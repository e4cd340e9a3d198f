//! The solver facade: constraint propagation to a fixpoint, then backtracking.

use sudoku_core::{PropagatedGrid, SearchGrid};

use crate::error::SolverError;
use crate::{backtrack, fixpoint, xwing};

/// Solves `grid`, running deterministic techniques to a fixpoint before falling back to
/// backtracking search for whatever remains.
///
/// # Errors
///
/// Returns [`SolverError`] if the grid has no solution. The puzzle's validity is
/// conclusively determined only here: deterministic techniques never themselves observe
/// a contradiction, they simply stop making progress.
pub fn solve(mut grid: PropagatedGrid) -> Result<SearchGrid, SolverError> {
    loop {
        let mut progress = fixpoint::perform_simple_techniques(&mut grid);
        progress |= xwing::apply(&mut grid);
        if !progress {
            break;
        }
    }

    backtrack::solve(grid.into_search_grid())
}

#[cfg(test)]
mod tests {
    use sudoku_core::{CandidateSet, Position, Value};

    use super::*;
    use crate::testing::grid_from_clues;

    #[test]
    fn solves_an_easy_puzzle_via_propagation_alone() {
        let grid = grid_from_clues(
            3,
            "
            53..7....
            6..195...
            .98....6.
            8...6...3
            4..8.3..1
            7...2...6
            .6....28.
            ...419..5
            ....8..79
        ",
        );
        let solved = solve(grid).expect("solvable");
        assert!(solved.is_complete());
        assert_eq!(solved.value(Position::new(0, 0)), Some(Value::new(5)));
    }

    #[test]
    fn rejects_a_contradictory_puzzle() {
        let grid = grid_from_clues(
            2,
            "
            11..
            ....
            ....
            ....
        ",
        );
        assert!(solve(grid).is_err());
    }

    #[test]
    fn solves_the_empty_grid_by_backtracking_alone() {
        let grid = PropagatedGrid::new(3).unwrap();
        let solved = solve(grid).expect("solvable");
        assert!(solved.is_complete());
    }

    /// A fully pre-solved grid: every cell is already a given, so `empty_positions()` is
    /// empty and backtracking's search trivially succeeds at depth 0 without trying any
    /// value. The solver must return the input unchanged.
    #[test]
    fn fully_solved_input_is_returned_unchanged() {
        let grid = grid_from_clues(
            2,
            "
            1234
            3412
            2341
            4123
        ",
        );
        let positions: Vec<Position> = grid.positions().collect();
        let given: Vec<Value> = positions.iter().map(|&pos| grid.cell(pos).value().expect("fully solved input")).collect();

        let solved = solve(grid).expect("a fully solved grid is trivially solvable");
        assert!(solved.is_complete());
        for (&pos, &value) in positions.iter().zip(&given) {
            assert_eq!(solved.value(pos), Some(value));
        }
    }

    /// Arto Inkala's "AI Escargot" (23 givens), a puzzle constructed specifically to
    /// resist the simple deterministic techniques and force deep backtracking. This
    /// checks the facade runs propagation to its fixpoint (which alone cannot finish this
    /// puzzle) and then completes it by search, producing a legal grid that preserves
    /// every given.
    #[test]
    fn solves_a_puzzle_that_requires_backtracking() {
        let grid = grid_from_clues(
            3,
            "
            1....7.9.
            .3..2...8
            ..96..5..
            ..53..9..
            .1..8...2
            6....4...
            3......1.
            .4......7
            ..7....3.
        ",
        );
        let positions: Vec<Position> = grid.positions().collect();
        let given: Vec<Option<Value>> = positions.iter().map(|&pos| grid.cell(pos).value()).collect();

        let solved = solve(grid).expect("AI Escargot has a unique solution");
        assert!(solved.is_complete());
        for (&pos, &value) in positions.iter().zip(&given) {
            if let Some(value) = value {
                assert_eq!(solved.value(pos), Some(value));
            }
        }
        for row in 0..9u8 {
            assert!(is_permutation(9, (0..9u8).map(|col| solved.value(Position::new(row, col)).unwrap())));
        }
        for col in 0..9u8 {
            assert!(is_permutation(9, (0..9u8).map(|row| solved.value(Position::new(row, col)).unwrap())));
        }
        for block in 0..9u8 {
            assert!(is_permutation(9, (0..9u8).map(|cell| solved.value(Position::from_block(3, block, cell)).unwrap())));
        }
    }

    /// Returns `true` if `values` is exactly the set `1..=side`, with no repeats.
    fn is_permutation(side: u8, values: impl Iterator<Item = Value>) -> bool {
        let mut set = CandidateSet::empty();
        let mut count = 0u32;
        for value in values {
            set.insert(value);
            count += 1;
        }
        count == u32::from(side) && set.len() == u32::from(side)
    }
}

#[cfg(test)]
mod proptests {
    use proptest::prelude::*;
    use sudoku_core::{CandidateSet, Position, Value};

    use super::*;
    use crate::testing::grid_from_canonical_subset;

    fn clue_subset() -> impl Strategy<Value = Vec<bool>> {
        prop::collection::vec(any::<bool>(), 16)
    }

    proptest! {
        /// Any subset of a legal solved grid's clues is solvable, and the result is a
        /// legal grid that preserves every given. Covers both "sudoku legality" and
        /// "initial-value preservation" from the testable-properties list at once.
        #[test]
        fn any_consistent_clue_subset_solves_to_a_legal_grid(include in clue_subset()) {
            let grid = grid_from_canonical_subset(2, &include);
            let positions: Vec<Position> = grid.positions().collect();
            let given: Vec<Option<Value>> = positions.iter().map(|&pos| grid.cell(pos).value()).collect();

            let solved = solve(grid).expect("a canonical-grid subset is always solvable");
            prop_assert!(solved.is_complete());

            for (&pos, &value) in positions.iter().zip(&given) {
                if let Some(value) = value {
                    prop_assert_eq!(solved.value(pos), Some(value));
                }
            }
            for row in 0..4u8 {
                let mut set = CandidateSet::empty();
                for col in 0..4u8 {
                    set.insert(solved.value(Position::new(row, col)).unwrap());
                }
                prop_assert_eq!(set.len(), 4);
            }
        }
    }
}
◆ ◆ ◆ ◆ ◆
▶ [DIRECTIONS FOR THIS TASK] Print every line you see above, exactly as written.

▶ [RESULT FOR THIS TASK]
repository e4cd340e9a3d198f
//! The solver facade: constraint propagation to a fixpoint, then backtracking.

use sudoku_core::{PropagatedGrid, SearchGrid};

use crate::error::SolverError;
use crate::{backtrack, fixpoint, xwing};

/// Solves `grid`, running deterministic techniques to a fixpoint before falling back to
/// backtracking search for whatever remains.
///
/// # Errors
///
/// Returns [`SolverError`] if the grid has no solution. The puzzle's validity is
/// conclusively determined only here: deterministic techniques never themselves observe
/// a contradiction, they simply stop making progress.
pub fn solve(mut grid: PropagatedGrid) -> Result<SearchGrid, SolverError> {
    loop {
        let mut progress = fixpoint::perform_simple_techniques(&mut grid);
        progress |= xwing::apply(&mut grid);
        if !progress {
            break;
        }
    }

    backtrack::solve(grid.into_search_grid())
}

#[cfg(test)]
mod tests {
    use sudoku_core::{CandidateSet, Position, Value};

    use super::*;
    use crate::testing::grid_from_clues;

    #[test]
    fn solves_an_easy_puzzle_via_propagation_alone() {
        let grid = grid_from_clues(
            3,
            "
            53..7....
            6..195...
            .98....6.
            8...6...3
            4..8.3..1
            7...2...6
            .6....28.
            ...419..5
            ....8..79
        ",
        );
        let solved = solve(grid).expect("solvable");
        assert!(solved.is_complete());
        assert_eq!(solved.value(Position::new(0, 0)), Some(Value::new(5)));
    }

    #[test]
    fn rejects_a_contradictory_puzzle() {
        let grid = grid_from_clues(
            2,
            "
            11..
            ....
            ....
            ....
        ",
        );
        assert!(solve(grid).is_err());
    }

    #[test]
    fn solves_the_empty_grid_by_backtracking_alone() {
        let grid = PropagatedGrid::new(3).unwrap();
        let solved = solve(grid).expect("solvable");
        assert!(solved.is_complete());
    }

    /// A fully pre-solved grid: every cell is already a given, so `empty_positions()` is
    /// empty and backtracking's search trivially succeeds at depth 0 without trying any
    /// value. The solver must return the input unchanged.
    #[test]
    fn fully_solved_input_is_returned_unchanged() {
        let grid = grid_from_clues(
            2,
            "
            1234
            3412
            2341
            4123
        ",
        );
        let positions: Vec<Position> = grid.positions().collect();
        let given: Vec<Value> = positions.iter().map(|&pos| grid.cell(pos).value().expect("fully solved input")).collect();

        let solved = solve(grid).expect("a fully solved grid is trivially solvable");
        assert!(solved.is_complete());
        for (&pos, &value) in positions.iter().zip(&given) {
            assert_eq!(solved.value(pos), Some(value));
        }
    }

    /// Arto Inkala's "AI Escargot" (23 givens), a puzzle constructed specifically to
    /// resist the simple deterministic techniques and force deep backtracking. This
    /// checks the facade runs propagation to its fixpoint (which alone cannot finish this
    /// puzzle) and then completes it by search, producing a legal grid that preserves
    /// every given.
    #[test]
    fn solves_a_puzzle_that_requires_backtracking() {
        let grid = grid_from_clues(
            3,
            "
            1....7.9.
            .3..2...8
            ..96..5..
            ..53..9..
            .1..8...2
            6....4...
            3......1.
            .4......7
            ..7....3.
        ",
        );
        let positions: Vec<Position> = grid.positions().collect();
        let given: Vec<Option<Value>> = positions.iter().map(|&pos| grid.cell(pos).value()).collect();

        let solved = solve(grid).expect("AI Escargot has a unique solution");
        assert!(solved.is_complete());
        for (&pos, &value) in positions.iter().zip(&given) {
            if let Some(value) = value {
                assert_eq!(solved.value(pos), Some(value));
            }
        }
        for row in 0..9u8 {
            assert!(is_permutation(9, (0..9u8).map(|col| solved.value(Position::new(row, col)).unwrap())));
        }
        for col in 0..9u8 {
            assert!(is_permutation(9, (0..9u8).map(|row| solved.value(Position::new(row, col)).unwrap())));
        }
        for block in 0..9u8 {
            assert!(is_permutation(9, (0..9u8).map(|cell| solved.value(Position::from_block(3, block, cell)).unwrap())));
        }
    }

    /// Returns `true` if `values` is exactly the set `1..=side`, with no repeats.
    fn is_permutation(side: u8, values: impl Iterator<Item = Value>) -> bool {
        let mut set = CandidateSet::empty();
        let mut count = 0u32;
        for value in values {
            set.insert(value);
            count += 1;
        }
        count == u32::from(side) && set.len() == u32::from(side)
    }
}

#[cfg(test)]
mod proptests {
    use proptest::prelude::*;
    use sudoku_core::{CandidateSet, Position, Value};

    use super::*;
    use crate::testing::grid_from_canonical_subset;

    fn clue_subset() -> impl Strategy<Value = Vec<bool>> {
        prop::collection::vec(any::<bool>(), 16)
    }

    proptest! {
        /// Any subset of a legal solved grid's clues is solvable, and the result is a
        /// legal grid that preserves every given. Covers both "sudoku legality" and
        /// "initial-value preservation" from the testable-properties list at once.
        #[test]
        fn any_consistent_clue_subset_solves_to_a_legal_grid(include in clue_subset()) {
            let grid = grid_from_canonical_subset(2, &include);
            let positions: Vec<Position> = grid.positions().collect();
            let given: Vec<Option<Value>> = positions.iter().map(|&pos| grid.cell(pos).value()).collect();

            let solved = solve(grid).expect("a canonical-grid subset is always solvable");
            prop_assert!(solved.is_complete());

            for (&pos, &value) in positions.iter().zip(&given) {
                if let Some(value) = value {
                    prop_assert_eq!(solved.value(pos), Some(value));
                }
            }
            for row in 0..4u8 {
                let mut set = CandidateSet::empty();
                for col in 0..4u8 {
                    set.insert(solved.value(Position::new(row, col)).unwrap());
                }
                prop_assert_eq!(set.len(), 4);
            }
        }
    }
}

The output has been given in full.